▸ **Work item**
Your response should be every line from the entries that includes the string "chrono".

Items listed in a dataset
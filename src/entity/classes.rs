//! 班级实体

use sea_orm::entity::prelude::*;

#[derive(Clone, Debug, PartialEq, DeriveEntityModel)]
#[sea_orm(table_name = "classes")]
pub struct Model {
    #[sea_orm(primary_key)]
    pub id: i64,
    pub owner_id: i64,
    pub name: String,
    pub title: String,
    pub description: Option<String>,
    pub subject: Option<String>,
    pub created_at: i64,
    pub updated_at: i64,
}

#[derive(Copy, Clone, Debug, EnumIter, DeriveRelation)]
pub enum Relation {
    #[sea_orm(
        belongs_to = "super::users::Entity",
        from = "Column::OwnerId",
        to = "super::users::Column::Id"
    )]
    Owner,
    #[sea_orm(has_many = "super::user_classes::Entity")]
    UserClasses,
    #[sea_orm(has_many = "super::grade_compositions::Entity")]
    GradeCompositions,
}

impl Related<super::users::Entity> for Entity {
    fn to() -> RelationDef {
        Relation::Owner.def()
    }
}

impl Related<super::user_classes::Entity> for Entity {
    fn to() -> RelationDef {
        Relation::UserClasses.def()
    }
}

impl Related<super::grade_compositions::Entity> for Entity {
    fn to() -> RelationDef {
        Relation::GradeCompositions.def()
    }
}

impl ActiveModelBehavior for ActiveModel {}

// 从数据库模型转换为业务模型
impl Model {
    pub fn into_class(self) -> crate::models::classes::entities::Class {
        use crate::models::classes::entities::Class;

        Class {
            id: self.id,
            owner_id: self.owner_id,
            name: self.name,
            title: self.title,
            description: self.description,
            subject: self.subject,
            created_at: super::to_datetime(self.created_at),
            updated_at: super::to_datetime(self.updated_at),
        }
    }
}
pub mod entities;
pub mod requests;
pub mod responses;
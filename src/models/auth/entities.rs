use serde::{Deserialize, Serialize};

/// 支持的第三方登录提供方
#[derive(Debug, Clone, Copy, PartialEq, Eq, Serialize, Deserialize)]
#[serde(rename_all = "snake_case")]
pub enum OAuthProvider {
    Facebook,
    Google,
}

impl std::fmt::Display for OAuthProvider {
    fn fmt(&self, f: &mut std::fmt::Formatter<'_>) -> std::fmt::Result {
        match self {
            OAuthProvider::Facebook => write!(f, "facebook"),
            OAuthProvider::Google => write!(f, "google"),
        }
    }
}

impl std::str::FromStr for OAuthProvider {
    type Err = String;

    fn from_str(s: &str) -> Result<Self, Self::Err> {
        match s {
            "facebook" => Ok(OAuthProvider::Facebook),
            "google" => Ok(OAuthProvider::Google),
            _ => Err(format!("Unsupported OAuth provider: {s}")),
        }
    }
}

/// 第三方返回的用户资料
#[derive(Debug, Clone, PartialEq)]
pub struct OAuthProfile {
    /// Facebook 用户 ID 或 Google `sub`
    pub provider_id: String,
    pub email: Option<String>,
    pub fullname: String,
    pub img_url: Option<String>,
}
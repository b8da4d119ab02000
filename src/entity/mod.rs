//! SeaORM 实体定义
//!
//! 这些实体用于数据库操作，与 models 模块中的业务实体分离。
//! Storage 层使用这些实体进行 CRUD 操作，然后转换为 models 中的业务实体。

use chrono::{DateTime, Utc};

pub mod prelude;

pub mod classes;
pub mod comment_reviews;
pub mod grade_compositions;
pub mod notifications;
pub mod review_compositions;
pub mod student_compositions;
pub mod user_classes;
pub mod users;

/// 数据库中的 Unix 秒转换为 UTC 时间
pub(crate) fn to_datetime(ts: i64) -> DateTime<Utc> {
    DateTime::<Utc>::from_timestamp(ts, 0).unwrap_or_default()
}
* * *
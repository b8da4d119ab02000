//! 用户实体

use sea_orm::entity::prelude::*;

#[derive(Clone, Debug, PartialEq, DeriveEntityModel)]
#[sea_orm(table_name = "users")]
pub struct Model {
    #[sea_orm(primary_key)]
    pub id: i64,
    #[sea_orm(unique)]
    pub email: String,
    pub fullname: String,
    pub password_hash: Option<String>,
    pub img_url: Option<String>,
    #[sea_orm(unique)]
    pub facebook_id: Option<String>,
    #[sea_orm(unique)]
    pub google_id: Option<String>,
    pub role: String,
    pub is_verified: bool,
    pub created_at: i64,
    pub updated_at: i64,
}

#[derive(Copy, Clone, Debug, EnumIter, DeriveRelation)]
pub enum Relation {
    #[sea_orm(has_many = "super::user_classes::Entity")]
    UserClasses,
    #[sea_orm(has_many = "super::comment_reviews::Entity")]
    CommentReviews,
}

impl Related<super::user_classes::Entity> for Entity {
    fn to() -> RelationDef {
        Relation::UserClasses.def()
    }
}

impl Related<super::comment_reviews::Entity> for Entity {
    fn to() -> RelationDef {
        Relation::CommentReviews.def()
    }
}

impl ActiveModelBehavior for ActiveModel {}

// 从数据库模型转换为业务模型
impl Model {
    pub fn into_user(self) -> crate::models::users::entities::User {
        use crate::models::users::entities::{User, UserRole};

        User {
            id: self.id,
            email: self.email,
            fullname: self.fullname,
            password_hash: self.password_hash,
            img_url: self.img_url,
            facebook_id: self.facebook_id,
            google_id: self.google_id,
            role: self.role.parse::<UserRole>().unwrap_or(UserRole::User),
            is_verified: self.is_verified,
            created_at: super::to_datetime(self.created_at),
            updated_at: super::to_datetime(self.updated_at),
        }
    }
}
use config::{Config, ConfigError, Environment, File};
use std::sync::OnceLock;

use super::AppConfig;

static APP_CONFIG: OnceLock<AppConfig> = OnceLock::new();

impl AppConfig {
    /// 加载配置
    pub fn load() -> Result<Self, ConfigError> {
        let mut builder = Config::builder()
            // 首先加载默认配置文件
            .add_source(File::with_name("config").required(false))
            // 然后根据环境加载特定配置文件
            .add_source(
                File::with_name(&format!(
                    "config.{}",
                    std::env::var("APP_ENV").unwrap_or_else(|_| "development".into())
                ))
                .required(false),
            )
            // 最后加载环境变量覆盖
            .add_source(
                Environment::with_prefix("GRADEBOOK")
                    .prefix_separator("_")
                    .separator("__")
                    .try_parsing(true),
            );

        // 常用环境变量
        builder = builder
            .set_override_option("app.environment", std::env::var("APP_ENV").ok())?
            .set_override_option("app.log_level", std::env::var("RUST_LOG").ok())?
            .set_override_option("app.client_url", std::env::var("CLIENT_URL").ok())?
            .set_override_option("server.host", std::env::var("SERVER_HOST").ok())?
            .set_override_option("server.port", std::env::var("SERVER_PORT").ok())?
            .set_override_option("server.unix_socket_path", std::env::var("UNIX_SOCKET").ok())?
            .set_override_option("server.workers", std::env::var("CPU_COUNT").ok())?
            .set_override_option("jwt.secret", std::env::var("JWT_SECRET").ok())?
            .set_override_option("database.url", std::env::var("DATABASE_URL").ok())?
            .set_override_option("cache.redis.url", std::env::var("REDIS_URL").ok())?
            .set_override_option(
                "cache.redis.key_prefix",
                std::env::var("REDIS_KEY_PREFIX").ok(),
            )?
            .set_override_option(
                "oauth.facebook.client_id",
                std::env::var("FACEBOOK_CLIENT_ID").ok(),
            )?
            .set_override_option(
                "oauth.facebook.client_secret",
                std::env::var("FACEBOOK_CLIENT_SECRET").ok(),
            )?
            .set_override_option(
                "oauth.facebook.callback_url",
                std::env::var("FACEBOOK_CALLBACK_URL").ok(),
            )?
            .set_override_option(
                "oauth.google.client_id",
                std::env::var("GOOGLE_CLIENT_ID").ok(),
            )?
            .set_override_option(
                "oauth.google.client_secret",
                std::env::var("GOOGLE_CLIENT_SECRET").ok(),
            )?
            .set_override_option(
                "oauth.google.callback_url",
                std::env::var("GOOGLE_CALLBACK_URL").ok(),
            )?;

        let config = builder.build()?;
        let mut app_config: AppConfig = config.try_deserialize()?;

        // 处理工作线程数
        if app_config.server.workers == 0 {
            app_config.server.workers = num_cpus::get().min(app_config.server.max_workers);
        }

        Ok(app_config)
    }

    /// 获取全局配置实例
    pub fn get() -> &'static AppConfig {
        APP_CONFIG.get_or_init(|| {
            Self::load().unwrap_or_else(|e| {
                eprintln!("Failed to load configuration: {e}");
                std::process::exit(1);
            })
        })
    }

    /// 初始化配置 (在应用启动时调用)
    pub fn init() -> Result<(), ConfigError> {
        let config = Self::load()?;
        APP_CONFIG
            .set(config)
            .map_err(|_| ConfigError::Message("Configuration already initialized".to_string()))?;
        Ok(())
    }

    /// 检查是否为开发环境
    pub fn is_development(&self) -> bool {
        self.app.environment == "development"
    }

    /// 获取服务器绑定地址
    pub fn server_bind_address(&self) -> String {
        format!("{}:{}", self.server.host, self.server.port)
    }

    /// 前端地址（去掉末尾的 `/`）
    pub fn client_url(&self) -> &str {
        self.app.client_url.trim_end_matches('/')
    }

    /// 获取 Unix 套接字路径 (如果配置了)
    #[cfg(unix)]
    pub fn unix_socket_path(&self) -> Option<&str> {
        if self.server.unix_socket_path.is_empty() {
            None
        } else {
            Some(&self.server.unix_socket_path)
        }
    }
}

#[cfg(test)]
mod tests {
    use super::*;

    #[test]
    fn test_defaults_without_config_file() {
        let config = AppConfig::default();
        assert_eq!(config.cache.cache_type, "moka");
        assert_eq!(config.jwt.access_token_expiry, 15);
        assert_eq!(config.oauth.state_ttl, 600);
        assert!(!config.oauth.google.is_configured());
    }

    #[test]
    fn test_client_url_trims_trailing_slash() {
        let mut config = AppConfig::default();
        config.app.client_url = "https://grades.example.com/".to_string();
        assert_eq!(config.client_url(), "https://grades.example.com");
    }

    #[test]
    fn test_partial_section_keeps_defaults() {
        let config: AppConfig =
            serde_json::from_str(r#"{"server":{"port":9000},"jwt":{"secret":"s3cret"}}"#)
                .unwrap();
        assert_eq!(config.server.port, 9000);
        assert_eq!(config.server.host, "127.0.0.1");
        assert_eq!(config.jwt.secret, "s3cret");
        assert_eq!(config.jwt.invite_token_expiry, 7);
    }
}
--
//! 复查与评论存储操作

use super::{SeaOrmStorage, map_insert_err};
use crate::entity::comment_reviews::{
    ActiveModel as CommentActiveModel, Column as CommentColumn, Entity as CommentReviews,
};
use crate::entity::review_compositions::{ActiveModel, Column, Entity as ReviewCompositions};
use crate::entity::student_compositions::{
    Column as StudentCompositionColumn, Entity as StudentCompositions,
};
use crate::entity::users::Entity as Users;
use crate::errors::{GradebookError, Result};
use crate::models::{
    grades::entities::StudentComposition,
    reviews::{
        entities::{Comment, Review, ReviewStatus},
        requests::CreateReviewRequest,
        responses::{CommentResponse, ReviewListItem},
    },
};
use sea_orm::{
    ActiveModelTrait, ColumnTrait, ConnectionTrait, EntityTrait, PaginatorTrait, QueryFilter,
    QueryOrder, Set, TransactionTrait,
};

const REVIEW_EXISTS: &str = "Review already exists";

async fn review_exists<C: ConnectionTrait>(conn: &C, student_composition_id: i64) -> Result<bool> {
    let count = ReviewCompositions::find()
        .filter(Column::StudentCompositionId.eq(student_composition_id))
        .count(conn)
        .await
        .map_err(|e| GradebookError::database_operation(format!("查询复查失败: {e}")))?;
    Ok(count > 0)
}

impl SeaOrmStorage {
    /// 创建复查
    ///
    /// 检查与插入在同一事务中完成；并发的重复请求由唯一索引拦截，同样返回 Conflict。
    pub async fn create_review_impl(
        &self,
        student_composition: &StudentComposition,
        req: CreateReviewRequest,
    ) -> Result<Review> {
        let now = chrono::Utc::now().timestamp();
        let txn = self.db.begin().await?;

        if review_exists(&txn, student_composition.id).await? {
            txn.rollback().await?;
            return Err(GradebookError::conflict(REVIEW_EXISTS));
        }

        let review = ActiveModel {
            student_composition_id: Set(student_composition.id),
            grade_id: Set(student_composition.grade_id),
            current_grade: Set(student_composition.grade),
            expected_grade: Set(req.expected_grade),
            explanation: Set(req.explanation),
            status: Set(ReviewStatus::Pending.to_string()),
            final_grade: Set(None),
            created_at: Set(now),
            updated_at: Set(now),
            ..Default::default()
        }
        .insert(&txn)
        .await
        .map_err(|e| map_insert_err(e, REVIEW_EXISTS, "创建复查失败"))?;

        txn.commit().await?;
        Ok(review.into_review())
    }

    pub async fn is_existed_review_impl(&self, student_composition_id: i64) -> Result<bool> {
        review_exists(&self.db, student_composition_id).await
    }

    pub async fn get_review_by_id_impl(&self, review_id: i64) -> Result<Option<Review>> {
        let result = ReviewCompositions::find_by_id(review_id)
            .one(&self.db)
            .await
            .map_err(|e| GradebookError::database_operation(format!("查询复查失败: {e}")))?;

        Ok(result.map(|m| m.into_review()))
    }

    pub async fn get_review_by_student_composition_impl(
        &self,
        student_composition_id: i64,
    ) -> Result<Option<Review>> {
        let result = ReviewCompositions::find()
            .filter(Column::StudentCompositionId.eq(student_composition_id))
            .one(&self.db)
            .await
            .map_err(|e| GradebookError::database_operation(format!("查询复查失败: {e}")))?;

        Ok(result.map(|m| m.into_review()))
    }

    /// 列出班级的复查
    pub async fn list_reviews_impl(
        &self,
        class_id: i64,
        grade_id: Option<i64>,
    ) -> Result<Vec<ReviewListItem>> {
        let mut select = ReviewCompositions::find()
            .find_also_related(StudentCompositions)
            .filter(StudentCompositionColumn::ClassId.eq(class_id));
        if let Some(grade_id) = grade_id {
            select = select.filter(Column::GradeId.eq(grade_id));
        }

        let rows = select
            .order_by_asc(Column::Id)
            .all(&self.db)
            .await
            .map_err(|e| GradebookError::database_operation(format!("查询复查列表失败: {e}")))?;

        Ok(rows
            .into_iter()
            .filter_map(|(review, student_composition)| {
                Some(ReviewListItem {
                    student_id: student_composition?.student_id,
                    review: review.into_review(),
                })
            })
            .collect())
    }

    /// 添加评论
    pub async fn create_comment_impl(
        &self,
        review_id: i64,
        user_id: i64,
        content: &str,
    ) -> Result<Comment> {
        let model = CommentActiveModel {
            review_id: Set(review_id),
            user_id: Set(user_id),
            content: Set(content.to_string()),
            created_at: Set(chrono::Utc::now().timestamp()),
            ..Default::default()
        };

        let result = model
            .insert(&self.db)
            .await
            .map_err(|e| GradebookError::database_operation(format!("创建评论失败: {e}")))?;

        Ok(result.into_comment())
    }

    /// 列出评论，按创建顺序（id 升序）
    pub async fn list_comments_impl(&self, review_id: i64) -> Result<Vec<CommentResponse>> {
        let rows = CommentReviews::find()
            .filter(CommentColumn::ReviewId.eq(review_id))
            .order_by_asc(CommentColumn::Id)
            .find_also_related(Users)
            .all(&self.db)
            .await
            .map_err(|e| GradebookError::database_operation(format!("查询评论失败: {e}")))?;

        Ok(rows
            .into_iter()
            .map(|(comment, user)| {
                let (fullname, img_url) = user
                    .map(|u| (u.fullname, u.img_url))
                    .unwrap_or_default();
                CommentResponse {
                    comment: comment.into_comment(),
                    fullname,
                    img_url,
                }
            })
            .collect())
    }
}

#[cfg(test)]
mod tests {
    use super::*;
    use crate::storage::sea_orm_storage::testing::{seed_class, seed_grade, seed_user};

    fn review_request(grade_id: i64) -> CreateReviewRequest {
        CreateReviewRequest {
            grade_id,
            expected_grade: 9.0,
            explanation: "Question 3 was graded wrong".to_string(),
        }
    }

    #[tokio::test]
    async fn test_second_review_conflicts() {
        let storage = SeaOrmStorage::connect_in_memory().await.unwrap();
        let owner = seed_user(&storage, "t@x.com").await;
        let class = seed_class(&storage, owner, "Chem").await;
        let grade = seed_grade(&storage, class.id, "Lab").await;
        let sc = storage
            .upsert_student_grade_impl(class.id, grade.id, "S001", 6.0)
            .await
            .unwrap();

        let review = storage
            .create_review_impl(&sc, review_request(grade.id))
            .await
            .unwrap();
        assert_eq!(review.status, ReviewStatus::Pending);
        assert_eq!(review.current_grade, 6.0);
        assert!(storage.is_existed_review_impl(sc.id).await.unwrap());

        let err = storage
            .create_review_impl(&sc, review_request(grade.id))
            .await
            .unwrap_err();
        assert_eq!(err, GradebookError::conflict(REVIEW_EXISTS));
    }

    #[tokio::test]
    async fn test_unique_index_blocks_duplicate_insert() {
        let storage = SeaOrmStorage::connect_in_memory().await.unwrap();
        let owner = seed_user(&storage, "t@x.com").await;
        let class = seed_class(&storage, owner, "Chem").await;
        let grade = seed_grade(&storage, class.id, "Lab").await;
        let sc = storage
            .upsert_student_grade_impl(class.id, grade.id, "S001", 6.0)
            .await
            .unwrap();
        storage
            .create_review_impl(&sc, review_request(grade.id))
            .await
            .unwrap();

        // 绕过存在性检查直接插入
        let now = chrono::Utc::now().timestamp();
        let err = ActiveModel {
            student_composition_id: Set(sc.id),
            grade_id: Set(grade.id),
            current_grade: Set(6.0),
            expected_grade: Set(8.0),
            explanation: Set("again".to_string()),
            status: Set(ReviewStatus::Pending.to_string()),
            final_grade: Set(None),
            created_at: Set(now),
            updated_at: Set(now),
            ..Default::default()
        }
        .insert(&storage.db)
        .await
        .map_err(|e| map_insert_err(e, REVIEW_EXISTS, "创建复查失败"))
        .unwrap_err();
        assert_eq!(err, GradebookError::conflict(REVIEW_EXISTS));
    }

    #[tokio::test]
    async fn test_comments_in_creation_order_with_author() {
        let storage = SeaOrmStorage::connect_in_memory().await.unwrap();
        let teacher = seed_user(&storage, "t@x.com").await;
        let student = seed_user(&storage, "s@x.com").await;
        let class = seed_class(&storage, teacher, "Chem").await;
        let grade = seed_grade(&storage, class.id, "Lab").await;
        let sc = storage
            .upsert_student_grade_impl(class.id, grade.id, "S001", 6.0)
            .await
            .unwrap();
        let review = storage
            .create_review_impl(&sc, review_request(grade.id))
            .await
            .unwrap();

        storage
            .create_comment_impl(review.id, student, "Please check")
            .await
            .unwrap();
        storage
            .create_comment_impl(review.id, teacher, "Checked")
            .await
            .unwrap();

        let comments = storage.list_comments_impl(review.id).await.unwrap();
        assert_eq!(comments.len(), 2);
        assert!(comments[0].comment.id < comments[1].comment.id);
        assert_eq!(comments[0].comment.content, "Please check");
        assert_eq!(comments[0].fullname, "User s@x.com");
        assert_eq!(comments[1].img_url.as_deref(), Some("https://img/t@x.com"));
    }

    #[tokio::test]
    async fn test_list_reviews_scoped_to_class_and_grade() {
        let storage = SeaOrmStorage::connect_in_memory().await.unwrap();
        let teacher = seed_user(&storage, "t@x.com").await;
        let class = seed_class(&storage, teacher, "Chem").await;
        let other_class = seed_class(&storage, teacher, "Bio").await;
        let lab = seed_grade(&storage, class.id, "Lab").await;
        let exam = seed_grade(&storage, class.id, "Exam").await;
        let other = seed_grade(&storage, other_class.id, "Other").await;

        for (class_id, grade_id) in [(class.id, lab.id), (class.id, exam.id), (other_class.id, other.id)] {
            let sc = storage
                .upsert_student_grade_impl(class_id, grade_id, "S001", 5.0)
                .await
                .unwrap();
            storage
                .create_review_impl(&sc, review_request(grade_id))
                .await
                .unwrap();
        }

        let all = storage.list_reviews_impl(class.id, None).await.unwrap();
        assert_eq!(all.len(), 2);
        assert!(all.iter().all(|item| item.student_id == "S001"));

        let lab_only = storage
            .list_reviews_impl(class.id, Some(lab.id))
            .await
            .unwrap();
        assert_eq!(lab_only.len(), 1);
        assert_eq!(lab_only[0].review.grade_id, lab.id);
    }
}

▸ **Exercise output**
use chrono::{DateTime, Utc};
        let now = chrono::Utc::now().timestamp();
            created_at: Set(chrono::Utc::now().timestamp()),
        let now = chrono::Utc::now().timestamp();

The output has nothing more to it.